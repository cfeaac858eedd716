//! Answer cache with per-key single-flight materialization.
//!
//! The key embeds the full provenance chain, so invalidation is free: a new
//! snapshot, index, model, or profile simply derives a different key. The
//! at-most-one-concurrent-build property holds per key; duplicate
//! concurrent queries await the in-flight result instead of re-running the
//! pipeline.

use std::future::Future;
use std::num::NonZeroUsize;
use std::sync::Arc;

use dashmap::DashMap;
use governance::sha256_hex;
use lru::LruCache;
use tokio::sync::Mutex;
use tracing::debug;

use crate::answer::RagAnswer;
use crate::error::RagError;
use crate::profile::RetrievalProfile;

/// Derive the cache key. The question is normalized (trim, collapse
/// whitespace, lowercase) so trivial rephrasings share an entry.
pub fn answer_cache_key(
    question: &str,
    kg_digest: &str,
    sidecar_hash: &str,
    model_id: &str,
    top_k: usize,
    profile: &RetrievalProfile,
) -> String {
    let normalized: String = question
        .split_whitespace()
        .collect::<Vec<_>>()
        .join(" ")
        .to_lowercase();
    let material = format!(
        "{normalized}\n{kg_digest}\n{sidecar_hash}\n{model_id}\n{top_k}\n{}",
        profile.fingerprint()
    );
    sha256_hex(material.as_bytes())
}

pub struct AnswerCache {
    entries: Mutex<LruCache<String, Arc<RagAnswer>>>,
    inflight: DashMap<String, Arc<Mutex<()>>>,
}

impl AnswerCache {
    pub fn new(capacity: usize) -> Self {
        let capacity = NonZeroUsize::new(capacity.max(1)).expect("non-zero capacity");
        Self {
            entries: Mutex::new(LruCache::new(capacity)),
            inflight: DashMap::new(),
        }
    }

    pub async fn get(&self, key: &str) -> Option<Arc<RagAnswer>> {
        self.entries.lock().await.get(key).cloned()
    }

    /// Return the cached answer or build it exactly once. Concurrent
    /// callers with the same key queue on the per-key gate and observe the
    /// winner's result. A failed build caches nothing; the next caller in
    /// the queue retries.
    pub async fn get_or_build<F, Fut>(&self, key: String, build: F) -> Result<Arc<RagAnswer>, RagError>
    where
        F: FnOnce() -> Fut,
        Fut: Future<Output = Result<RagAnswer, RagError>>,
    {
        if let Some(hit) = self.get(&key).await {
            debug!(key = %key, "answer_cache_hit");
            return Ok(hit);
        }

        let gate = self
            .inflight
            .entry(key.clone())
            .or_insert_with(|| Arc::new(Mutex::new(())))
            .clone();
        let _guard = gate.lock().await;

        // A winner may have populated the cache while we queued.
        if let Some(hit) = self.get(&key).await {
            self.inflight.remove(&key);
            debug!(key = %key, "answer_cache_hit_after_wait");
            return Ok(hit);
        }

        // The gate entry must not outlive this build attempt: a failed
        // build that left it behind would grow the inflight map by one
        // entry per distinct failing key, forever.
        let result = build().await;
        self.inflight.remove(&key);
        match result {
            Ok(answer) => {
                let answer = Arc::new(answer);
                self.entries.lock().await.put(key, answer.clone());
                Ok(answer)
            }
            Err(err) => Err(err),
        }
    }
}

#[cfg(test)]
mod tests {
    use super::*;
    use crate::answer::AnswerLabel;
    use std::sync::atomic::{AtomicUsize, Ordering};

    fn sample_answer() -> RagAnswer {
        RagAnswer {
            label: AnswerLabel::Permitted,
            answer: "Permitted.".to_string(),
            citations: Vec::new(),
            rationale: "r".to_string(),
            refusal_reason: None,
            grounded: true,
        }
    }

    #[test]
    fn key_changes_with_every_component() {
        let profile = RetrievalProfile::default();
        let base = answer_cache_key("q", "kg1", "sc1", "m1", 5, &profile);
        assert_ne!(base, answer_cache_key("q2", "kg1", "sc1", "m1", 5, &profile));
        assert_ne!(base, answer_cache_key("q", "kg2", "sc1", "m1", 5, &profile));
        assert_ne!(base, answer_cache_key("q", "kg1", "sc2", "m1", 5, &profile));
        assert_ne!(base, answer_cache_key("q", "kg1", "sc1", "m2", 5, &profile));
        assert_ne!(base, answer_cache_key("q", "kg1", "sc1", "m1", 6, &profile));
        assert_ne!(
            base,
            answer_cache_key("q", "kg1", "sc1", "m1", 5, &RetrievalProfile::new(2, 0.5, 0))
        );
    }

    #[test]
    fn question_normalization_shares_entries() {
        let profile = RetrievalProfile::default();
        assert_eq!(
            answer_cache_key("  Is  an export LICENSE required? ", "k", "s", "m", 5, &profile),
            answer_cache_key("is an export license required?", "k", "s", "m", 5, &profile)
        );
    }

    #[tokio::test]
    async fn concurrent_duplicates_build_once() {
        let cache = Arc::new(AnswerCache::new(16));
        let builds = Arc::new(AtomicUsize::new(0));
        let key = "same-key".to_string();

        let mut tasks = Vec::new();
        for _ in 0..8 {
            let cache = cache.clone();
            let builds = builds.clone();
            let key = key.clone();
            tasks.push(tokio::spawn(async move {
                cache
                    .get_or_build(key, || async {
                        builds.fetch_add(1, Ordering::SeqCst);
                        tokio::time::sleep(std::time::Duration::from_millis(20)).await;
                        Ok(sample_answer())
                    })
                    .await
            }));
        }
        for task in tasks {
            assert!(task.await.unwrap().is_ok());
        }
        assert_eq!(builds.load(Ordering::SeqCst), 1);
    }

    #[tokio::test]
    async fn failed_build_is_not_cached_and_releases_its_gate() {
        let cache = AnswerCache::new(4);
        let err = cache
            .get_or_build("k".to_string(), || async {
                Err(RagError::Generator("boom".into()))
            })
            .await;
        assert!(err.is_err());
        assert_eq!(
            cache.inflight.len(),
            0,
            "a failed build must not leak its inflight gate"
        );

        let ok = cache
            .get_or_build("k".to_string(), || async { Ok(sample_answer()) })
            .await
            .unwrap();
        assert_eq!(ok.label, AnswerLabel::Permitted);
        assert_eq!(cache.inflight.len(), 0);
    }

    #[tokio::test]
    async fn repeated_failures_do_not_grow_the_inflight_map() {
        let cache = AnswerCache::new(4);
        for i in 0..32 {
            let _ = cache
                .get_or_build(format!("key-{i}"), || async {
                    Err(RagError::Generator("still down".into()))
                })
                .await;
        }
        assert_eq!(cache.inflight.len(), 0);
    }
}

Task to complete: Transcribe the whole listing with every word preserved.

Task response:
repository cfeaac858eedd716
//! Answer cache with per-key single-flight materialization.
//!
//! The key embeds the full provenance chain, so invalidation is free: a new
//! snapshot, index, model, or profile simply derives a different key. The
//! at-most-one-concurrent-build property holds per key; duplicate
//! concurrent queries await the in-flight result instead of re-running the
//! pipeline.

use std::future::Future;
use std::num::NonZeroUsize;
use std::sync::Arc;

use dashmap::DashMap;
use governance::sha256_hex;
use lru::LruCache;
use tokio::sync::Mutex;
use tracing::debug;

use crate::answer::RagAnswer;
use crate::error::RagError;
use crate::profile::RetrievalProfile;

/// Derive the cache key. The question is normalized (trim, collapse
/// whitespace, lowercase) so trivial rephrasings share an entry.
pub fn answer_cache_key(
    question: &str,
    kg_digest: &str,
    sidecar_hash: &str,
    model_id: &str,
    top_k: usize,
    profile: &RetrievalProfile,
) -> String {
    let normalized: String = question
        .split_whitespace()
        .collect::<Vec<_>>()
        .join(" ")
        .to_lowercase();
    let material = format!(
        "{normalized}\n{kg_digest}\n{sidecar_hash}\n{model_id}\n{top_k}\n{}",
        profile.fingerprint()
    );
    sha256_hex(material.as_bytes())
}

pub struct AnswerCache {
    entries: Mutex<LruCache<String, Arc<RagAnswer>>>,
    inflight: DashMap<String, Arc<Mutex<()>>>,
}

impl AnswerCache {
    pub fn new(capacity: usize) -> Self {
        let capacity = NonZeroUsize::new(capacity.max(1)).expect("non-zero capacity");
        Self {
            entries: Mutex::new(LruCache::new(capacity)),
            inflight: DashMap::new(),
        }
    }

    pub async fn get(&self, key: &str) -> Option<Arc<RagAnswer>> {
        self.entries.lock().await.get(key).cloned()
    }

    /// Return the cached answer or build it exactly once. Concurrent
    /// callers with the same key queue on the per-key gate and observe the
    /// winner's result. A failed build caches nothing; the next caller in
    /// the queue retries.
    pub async fn get_or_build<F, Fut>(&self, key: String, build: F) -> Result<Arc<RagAnswer>, RagError>
    where
        F: FnOnce() -> Fut,
        Fut: Future<Output = Result<RagAnswer, RagError>>,
    {
        if let Some(hit) = self.get(&key).await {
            debug!(key = %key, "answer_cache_hit");
            return Ok(hit);
        }

        let gate = self
            .inflight
            .entry(key.clone())
            .or_insert_with(|| Arc::new(Mutex::new(())))
            .clone();
        let _guard = gate.lock().await;

        // A winner may have populated the cache while we queued.
        if let Some(hit) = self.get(&key).await {
            self.inflight.remove(&key);
            debug!(key = %key, "answer_cache_hit_after_wait");
            return Ok(hit);
        }

        // The gate entry must not outlive this build attempt: a failed
        // build that left it behind would grow the inflight map by one
        // entry per distinct failing key, forever.
        let result = build().await;
        self.inflight.remove(&key);
        match result {
            Ok(answer) => {
                let answer = Arc::new(answer);
                self.entries.lock().await.put(key, answer.clone());
                Ok(answer)
            }
            Err(err) => Err(err),
        }
    }
}

#[cfg(test)]
mod tests {
    use super::*;
    use crate::answer::AnswerLabel;
    use std::sync::atomic::{AtomicUsize, Ordering};

    fn sample_answer() -> RagAnswer {
        RagAnswer {
            label: AnswerLabel::Permitted,
            answer: "Permitted.".to_string(),
            citations: Vec::new(),
            rationale: "r".to_string(),
            refusal_reason: None,
            grounded: true,
        }
    }

    #[test]
    fn key_changes_with_every_component() {
        let profile = RetrievalProfile::default();
        let base = answer_cache_key("q", "kg1", "sc1", "m1", 5, &profile);
        assert_ne!(base, answer_cache_key("q2", "kg1", "sc1", "m1", 5, &profile));
        assert_ne!(base, answer_cache_key("q", "kg2", "sc1", "m1", 5, &profile));
        assert_ne!(base, answer_cache_key("q", "kg1", "sc2", "m1", 5, &profile));
        assert_ne!(base, answer_cache_key("q", "kg1", "sc1", "m2", 5, &profile));
        assert_ne!(base, answer_cache_key("q", "kg1", "sc1", "m1", 6, &profile));
        assert_ne!(
            base,
            answer_cache_key("q", "kg1", "sc1", "m1", 5, &RetrievalProfile::new(2, 0.5, 0))
        );
    }

    #[test]
    fn question_normalization_shares_entries() {
        let profile = RetrievalProfile::default();
        assert_eq!(
            answer_cache_key("  Is  an export LICENSE required? ", "k", "s", "m", 5, &profile),
            answer_cache_key("is an export license required?", "k", "s", "m", 5, &profile)
        );
    }

    #[tokio::test]
    async fn concurrent_duplicates_build_once() {
        let cache = Arc::new(AnswerCache::new(16));
        let builds = Arc::new(AtomicUsize::new(0));
        let key = "same-key".to_string();

        let mut tasks = Vec::new();
        for _ in 0..8 {
            let cache = cache.clone();
            let builds = builds.clone();
            let key = key.clone();
            tasks.push(tokio::spawn(async move {
                cache
                    .get_or_build(key, || async {
                        builds.fetch_add(1, Ordering::SeqCst);
                        tokio::time::sleep(std::time::Duration::from_millis(20)).await;
                        Ok(sample_answer())
                    })
                    .await
            }));
        }
        for task in tasks {
            assert!(task.await.unwrap().is_ok());
        }
        assert_eq!(builds.load(Ordering::SeqCst), 1);
    }

    #[tokio::test]
    async fn failed_build_is_not_cached_and_releases_its_gate() {
        let cache = AnswerCache::new(4);
        let err = cache
            .get_or_build("k".to_string(), || async {
                Err(RagError::Generator("boom".into()))
            })
            .await;
        assert!(err.is_err());
        assert_eq!(
            cache.inflight.len(),
            0,
            "a failed build must not leak its inflight gate"
        );

        let ok = cache
            .get_or_build("k".to_string(), || async { Ok(sample_answer()) })
            .await
            .unwrap();
        assert_eq!(ok.label, AnswerLabel::Permitted);
        assert_eq!(cache.inflight.len(), 0);
    }

    #[tokio::test]
    async fn repeated_failures_do_not_grow_the_inflight_map() {
        let cache = AnswerCache::new(4);
        for i in 0..32 {
            let _ = cache
                .get_or_build(format!("key-{i}"), || async {
                    Err(RagError::Generator("still down".into()))
                })
                .await;
        }
        assert_eq!(cache.inflight.len(), 0);
    }
}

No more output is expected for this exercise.